§ Listed records
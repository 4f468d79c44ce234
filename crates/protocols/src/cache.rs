//! Expiring cache with an injectable clock.

use chrono::{DateTime, Duration, Utc};
use std::collections::HashMap;
use std::hash::Hash;
use std::sync::Mutex;

/// Source of the current time.
pub trait Clock: Send + Sync {
    fn now(&self) -> DateTime<Utc>;
}

/// Wall clock.
#[derive(Debug, Clone, Copy, Default)]
pub struct SystemClock;

impl Clock for SystemClock {
    fn now(&self) -> DateTime<Utc> {
        Utc::now()
    }
}

/// Clock that only moves when told to.
#[derive(Debug)]
pub struct ManualClock {
    now: Mutex<DateTime<Utc>>,
}

impl ManualClock {
    pub fn new(start: DateTime<Utc>) -> Self {
        Self {
            now: Mutex::new(start),
        }
    }

    pub fn advance(&self, by: Duration) {
        if let Ok(mut now) = self.now.lock() {
            *now += by;
        }
    }

    pub fn set(&self, to: DateTime<Utc>) {
        if let Ok(mut now) = self.now.lock() {
            *now = to;
        }
    }
}

impl Clock for ManualClock {
    fn now(&self) -> DateTime<Utc> {
        self.now.lock().map(|now| *now).unwrap_or_else(|_| Utc::now())
    }
}

struct Entry<V> {
    value: V,
    stored_at: DateTime<Utc>,
}

/// Key-value cache whose entries expire `ttl` after insertion.
///
/// Expired entries are dropped lazily on read.
pub struct TtlCache<K, V> {
    ttl: Duration,
    entries: Mutex<HashMap<K, Entry<V>>>,
}

impl<K, V> TtlCache<K, V>
where
    K: Eq + Hash,
    V: Clone,
{
    pub fn new(ttl: Duration) -> Self {
        Self {
            ttl,
            entries: Mutex::new(HashMap::new()),
        }
    }

    pub fn ttl(&self) -> Duration {
        self.ttl
    }

    /// Fresh value for `key`, if any.
    pub fn get(&self, key: &K, clock: &dyn Clock) -> Option<V> {
        let mut entries = self.entries.lock().ok()?;
        let now = clock.now();
        match entries.get(key) {
            Some(entry) if now - entry.stored_at < self.ttl => Some(entry.value.clone()),
            Some(_) => {
                entries.remove(key);
                None
            }
            None => None,
        }
    }

    pub fn insert(&self, key: K, value: V, clock: &dyn Clock) {
        if let Ok(mut entries) = self.entries.lock() {
            entries.insert(
                key,
                Entry {
                    value,
                    stored_at: clock.now(),
                },
            );
        }
    }

    pub fn clear(&self) {
        if let Ok(mut entries) = self.entries.lock() {
            entries.clear();
        }
    }

    pub fn len(&self) -> usize {
        self.entries.lock().map(|entries| entries.len()).unwrap_or(0)
    }

    pub fn is_empty(&self) -> bool {
        self.len() == 0
    }
}

#[cfg(test)]
mod tests {
    use super::*;
    use chrono::TimeZone;

    fn clock() -> ManualClock {
        ManualClock::new(Utc.with_ymd_and_hms(2024, 1, 1, 0, 0, 0).unwrap())
    }

    #[test]
    fn test_entry_expires_after_ttl() {
        let clock = clock();
        let cache = TtlCache::new(Duration::seconds(60));
        cache.insert("sol", 150u32, &clock);

        clock.advance(Duration::seconds(59));
        assert_eq!(cache.get(&"sol", &clock), Some(150));

        clock.advance(Duration::seconds(1));
        assert_eq!(cache.get(&"sol", &clock), None);
        assert!(cache.is_empty());
    }

    #[test]
    fn test_insert_refreshes_timestamp() {
        let clock = clock();
        let cache = TtlCache::new(Duration::seconds(10));
        cache.insert(1, "a", &clock);
        clock.advance(Duration::seconds(8));
        cache.insert(1, "b", &clock);
        clock.advance(Duration::seconds(8));
        assert_eq!(cache.get(&1, &clock), Some("b"));
    }
}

§ Exercise objective
Write down the entries above again. Copy them word for word.

§ Solution for this task
repository 4f468d79c44ce234
filename crates/protocols/src/cache.rs
//! Expiring cache with an injectable clock.

use chrono::{DateTime, Duration, Utc};
use std::collections::HashMap;
use std::hash::Hash;
use std::sync::Mutex;

/// Source of the current time.
pub trait Clock: Send + Sync {
    fn now(&self) -> DateTime<Utc>;
}

/// Wall clock.
#[derive(Debug, Clone, Copy, Default)]
pub struct SystemClock;

impl Clock for SystemClock {
    fn now(&self) -> DateTime<Utc> {
        Utc::now()
    }
}

/// Clock that only moves when told to.
#[derive(Debug)]
pub struct ManualClock {
    now: Mutex<DateTime<Utc>>,
}

impl ManualClock {
    pub fn new(start: DateTime<Utc>) -> Self {
        Self {
            now: Mutex::new(start),
        }
    }

    pub fn advance(&self, by: Duration) {
        if let Ok(mut now) = self.now.lock() {
            *now += by;
        }
    }

    pub fn set(&self, to: DateTime<Utc>) {
        if let Ok(mut now) = self.now.lock() {
            *now = to;
        }
    }
}

impl Clock for ManualClock {
    fn now(&self) -> DateTime<Utc> {
        self.now.lock().map(|now| *now).unwrap_or_else(|_| Utc::now())
    }
}

struct Entry<V> {
    value: V,
    stored_at: DateTime<Utc>,
}

/// Key-value cache whose entries expire `ttl` after insertion.
///
/// Expired entries are dropped lazily on read.
pub struct TtlCache<K, V> {
    ttl: Duration,
    entries: Mutex<HashMap<K, Entry<V>>>,
}

impl<K, V> TtlCache<K, V>
where
    K: Eq + Hash,
    V: Clone,
{
    pub fn new(ttl: Duration) -> Self {
        Self {
            ttl,
            entries: Mutex::new(HashMap::new()),
        }
    }

    pub fn ttl(&self) -> Duration {
        self.ttl
    }

    /// Fresh value for `key`, if any.
    pub fn get(&self, key: &K, clock: &dyn Clock) -> Option<V> {
        let mut entries = self.entries.lock().ok()?;
        let now = clock.now();
        match entries.get(key) {
            Some(entry) if now - entry.stored_at < self.ttl => Some(entry.value.clone()),
            Some(_) => {
                entries.remove(key);
                None
            }
            None => None,
        }
    }

    pub fn insert(&self, key: K, value: V, clock: &dyn Clock) {
        if let Ok(mut entries) = self.entries.lock() {
            entries.insert(
                key,
                Entry {
                    value,
                    stored_at: clock.now(),
                },
            );
        }
    }

    pub fn clear(&self) {
        if let Ok(mut entries) = self.entries.lock() {
            entries.clear();
        }
    }

    pub fn len(&self) -> usize {
        self.entries.lock().map(|entries| entries.len()).unwrap_or(0)
    }

    pub fn is_empty(&self) -> bool {
        self.len() == 0
    }
}

#[cfg(test)]
mod tests {
    use super::*;
    use chrono::TimeZone;

    fn clock() -> ManualClock {
        ManualClock::new(Utc.with_ymd_and_hms(2024, 1, 1, 0, 0, 0).unwrap())
    }

    #[test]
    fn test_entry_expires_after_ttl() {
        let clock = clock();
        let cache = TtlCache::new(Duration::seconds(60));
        cache.insert("sol", 150u32, &clock);

        clock.advance(Duration::seconds(59));
        assert_eq!(cache.get(&"sol", &clock), Some(150));

        clock.advance(Duration::seconds(1));
        assert_eq!(cache.get(&"sol", &clock), None);
        assert!(cache.is_empty());
    }

    #[test]
    fn test_insert_refreshes_timestamp() {
        let clock = clock();
        let cache = TtlCache::new(Duration::seconds(10));
        cache.insert(1, "a", &clock);
        clock.advance(Duration::seconds(8));
        cache.insert(1, "b", &clock);
        clock.advance(Duration::seconds(8));
        assert_eq!(cache.get(&1, &clock), Some("b"));
    }
}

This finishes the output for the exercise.